Source: https://kgplp.com/team/robert-michael-klein/
Timestamp: 2019-04-22 04:10:40+00:00

Document:
Robert Michael Klein - KGPL - Klein Glasser Park & Lowe, P.L.
Robert Klein’s practice focuses primarily on the defense of complex professional liability cases, insurance coverage and bad faith litigation, and corporate and commercial litigation for both plaintiffs and defendants. Mr. Klein has extensive experience in class action litigation involving insurance coverage, underwriting, rate and premium matters.
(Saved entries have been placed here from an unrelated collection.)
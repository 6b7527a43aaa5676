//! Loopback TCP control layer.
//!
//! Accepts line-framed commands from local clients and routes them to the
//! dispatcher. One worker task per connection; replies are written back on
//! the same connection before the next request is read.

pub mod server;
//! TCP accept loop and per-connection command workers.
//!
//! Binds to `127.0.0.1` only — the control channel is deliberately not
//! reachable from other hosts. Requests and replies are single lines
//! framed by `\n`; a worker accumulates reads until it sees the
//! terminator, bounded by [`MAX_LINE_BYTES`].

use std::net::{Ipv4Addr, SocketAddr, SocketAddrV4};
use std::sync::Arc;

use tokio::io::{AsyncBufReadExt, AsyncReadExt, AsyncWriteExt, BufReader};
use tokio::net::{TcpListener, TcpSocket, TcpStream};
use tokio::task::JoinHandle;
use tokio_util::sync::CancellationToken;
use tracing::{debug, info, warn};

use crate::supervisor::dispatcher::{Dispatcher, Reply};
use crate::{DaemonError, Result};

/// Upper bound for one incoming command line, terminator included.
pub const MAX_LINE_BYTES: u64 = 64 * 1024;

/// Bind the loopback listener with address reuse enabled.
///
/// Pass port `0` to let the OS pick an ephemeral port (used by tests);
/// read it back from `listener.local_addr()`.
///
/// # Errors
///
/// Returns `DaemonError::Config` if the socket cannot be created or the
/// port cannot be bound.
pub fn bind(port: u16) -> Result<TcpListener> {
    let addr = SocketAddr::V4(SocketAddrV4::new(Ipv4Addr::LOCALHOST, port));

    let socket = TcpSocket::new_v4()
        .map_err(|err| DaemonError::Config(format!("failed to create socket: {err}")))?;
    socket
        .set_reuseaddr(true)
        .map_err(|err| DaemonError::Config(format!("failed to set SO_REUSEADDR: {err}")))?;
    socket
        .bind(addr)
        .map_err(|err| DaemonError::Config(format!("failed to bind {addr}: {err}")))?;
    socket
        .listen(128)
        .map_err(|err| DaemonError::Config(format!("failed to listen on {addr}: {err}")))
}

/// Spawn the accept loop.
///
/// Each accepted connection gets its own worker task. The loop exits when
/// the cancellation token fires; live workers are severed with it rather
/// than drained.
pub fn spawn_server(
    listener: TcpListener,
    dispatcher: Arc<Dispatcher>,
    cancel: CancellationToken,
) -> JoinHandle<()> {
    tokio::spawn(async move {
        if let Ok(addr) = listener.local_addr() {
            info!(%addr, "control server listening");
        }

        loop {
            tokio::select! {
                () = cancel.cancelled() => {
                    info!("control server shutting down");
                    break;
                }
                accepted = listener.accept() => {
                    match accepted {
                        Ok((stream, peer)) => {
                            debug!(%peer, "client connected");
                            let dispatcher = Arc::clone(&dispatcher);
                            tokio::spawn(handle_connection(stream, dispatcher));
                        }
                        Err(err) => {
                            warn!(%err, "accept failed");
                        }
                    }
                }
            }
        }
    })
}

/// Serve one client connection until it closes or errors.
async fn handle_connection(stream: TcpStream, dispatcher: Arc<Dispatcher>) {
    let (read_half, mut write_half) = stream.into_split();
    let mut reader = BufReader::new(read_half).take(MAX_LINE_BYTES);
    let mut buf: Vec<u8> = Vec::new();

    loop {
        buf.clear();
        reader.set_limit(MAX_LINE_BYTES);

        match reader.read_until(b'\n', &mut buf).await {
            Ok(0) => break, // peer closed
            Ok(_) => {
                if !buf.ends_with(b"\n") {
                    if reader.limit() == 0 {
                        // Line exceeded the bound; framing is unrecoverable.
                        let reply = Reply::err(
                            "unknown",
                            format!("Parsing error: command line exceeds {MAX_LINE_BYTES} bytes"),
                        );
                        let _ = write_line(&mut write_half, &reply.to_line()).await;
                    }
                    // Otherwise the peer closed mid-line; nothing to answer.
                    break;
                }

                let line = String::from_utf8_lossy(&buf);
                let reply = dispatcher.execute(&line).await;
                if let Err(err) = write_line(&mut write_half, &reply.to_line()).await {
                    debug!(%err, "reply write failed");
                    break;
                }
            }
            Err(err) => {
                debug!(%err, "read failed");
                break;
            }
        }
    }

    debug!("client disconnected");
}

async fn write_line(
    writer: &mut (impl AsyncWriteExt + Unpin),
    line: &str,
) -> std::io::Result<()> {
    writer.write_all(line.as_bytes()).await?;
    writer.write_all(b"\n").await
}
Representative Jury Trials : Mr. Klein has tried in excess of one hundred and fifty jury trials and more than forty legal malpractice cases. Notable results include Bowmar Instrument Corporation vs. Arky, Freed, et al., which resulted in a landmark Supreme Court decision, directing a verdict in favor of the Arky Freed Law Firm, given Plaintiff’s failure to prove the express theory of liability that had been pled in the case. The Arky decision from the Florida Supreme Court remains the leading authority outlining the need for detailed theories of liability in a legal malpractice complaint. Arky, Freed, Stearns, Watson, Greer, Weaver & Harris, P.A. vs. Bowmar Instrument Corporation, 537 So. 2d 561 (Fla. 1989). Other notable trials include the first “case within a case” in Florida, Sure Snap Corporation vs. Baena, et al., which resulted in a jury verdict determining that the Defendant attorneys would never have prevailed in the underlying liability claims, which had been barred on procedural grounds, allegedly as a result of the attorneys’ negligence, and Salomon v. Guralnick, another “case within a case.” The jury determined that the Defendant attorney would not have prevailed in a 1983 action against the City of Jacksonville, where the underlying Federal action had been dismissed as a result of an admitted violation of the applicable statute of limitations.
Mr. Klein has been involved as primary appellate counsel in over one hundred and fifty appellate decisions.
Notable decisions include the first case in Florida adopting judgmental immunity as a defense in a legal malpractice action, Kaufman v. Cahen, 507 So.2d 1152 (Fla. 3rd DCA 1987); the first appellate decision in Florida to determine that there was no joint liability as between predecessor and successor counsel where the successor attorney had ample opportunity to obviate errors caused by the original attorney, Frazier v. Effman, 501 So.2d 114 (Fla. 4th DCA 1987); and the first case adopting “abandonment” as a defense to a legal malpractice action in Florida: Pennsylvania Insurance Guarantee Association vs. Sikes, 597 So.2d 1051 (Fla. 3rd DCA 1991).
More recently, Mr. Klein and the Firm have been successful in affirming civil decisions striking legal malpractice claims as sham pleadings, a procedure that is being routinely used by the Firm to secure the dismissal of frivolous lawsuits. Examples include Gottfried v. Kutner, 2011 WL 2569529, Opinion decided June 29, 2011 and Esposito vs. Bluestein & Wayne, 2009 WL 3019005 (Fla. 3rd DCA 2010).
The Firm was also successful in affirming a summary judgment on a complex statute of limitations issue in a legal malpractice claim. Florida’s Fourth District Court of Appeal agreed that the underlying cause of action had accrued well prior to the date that the claim was actually filed against the Firm’s client. McLeod v. Bankier, 2011 WL 2200705, 36 FLW D1214 (Fla. 4th DCA 2011).
In what was perhaps the Firm’s most notable appellate decision over the course of the last several years, the Firm was successful in convincing the Florida Supreme Court to limit its earlier opinion in Cowan Liebowitz & Latman vs. Kaplan, 902 So.2d 755 (Fla. 2005), which had allowed the prosecution of legal malpractice claims by way of assignment. In David J. Stern v. Security National Servicing Corporation, 969 So.2d 962 (Fla. 2007), the Supreme Court of Florida reaffirmed earlier case law to the effect that legal malpractice claims are not generally assignable in all but limited circumstances.
Mr. Klein has written numerous briefs as amicus curiae before the Florida Supreme Court on behalf of insurance carriers, the Florida Medical Association, the Florida Hospital Association, the American Medical Association and the Florida Defense Bar Association. He has lectured extensively for the Florida Bar on matters involving legal malpractice and trial practice, including presentation of several one week seminars on trial techniques. He is a frequent speaker at the ABA’s National Conference on Legal Malpractice. He has also authored several chapters on litigating legal malpractice actions for the Florida Bar Continuing Legal Education textbook on Professional Liability of Lawyers.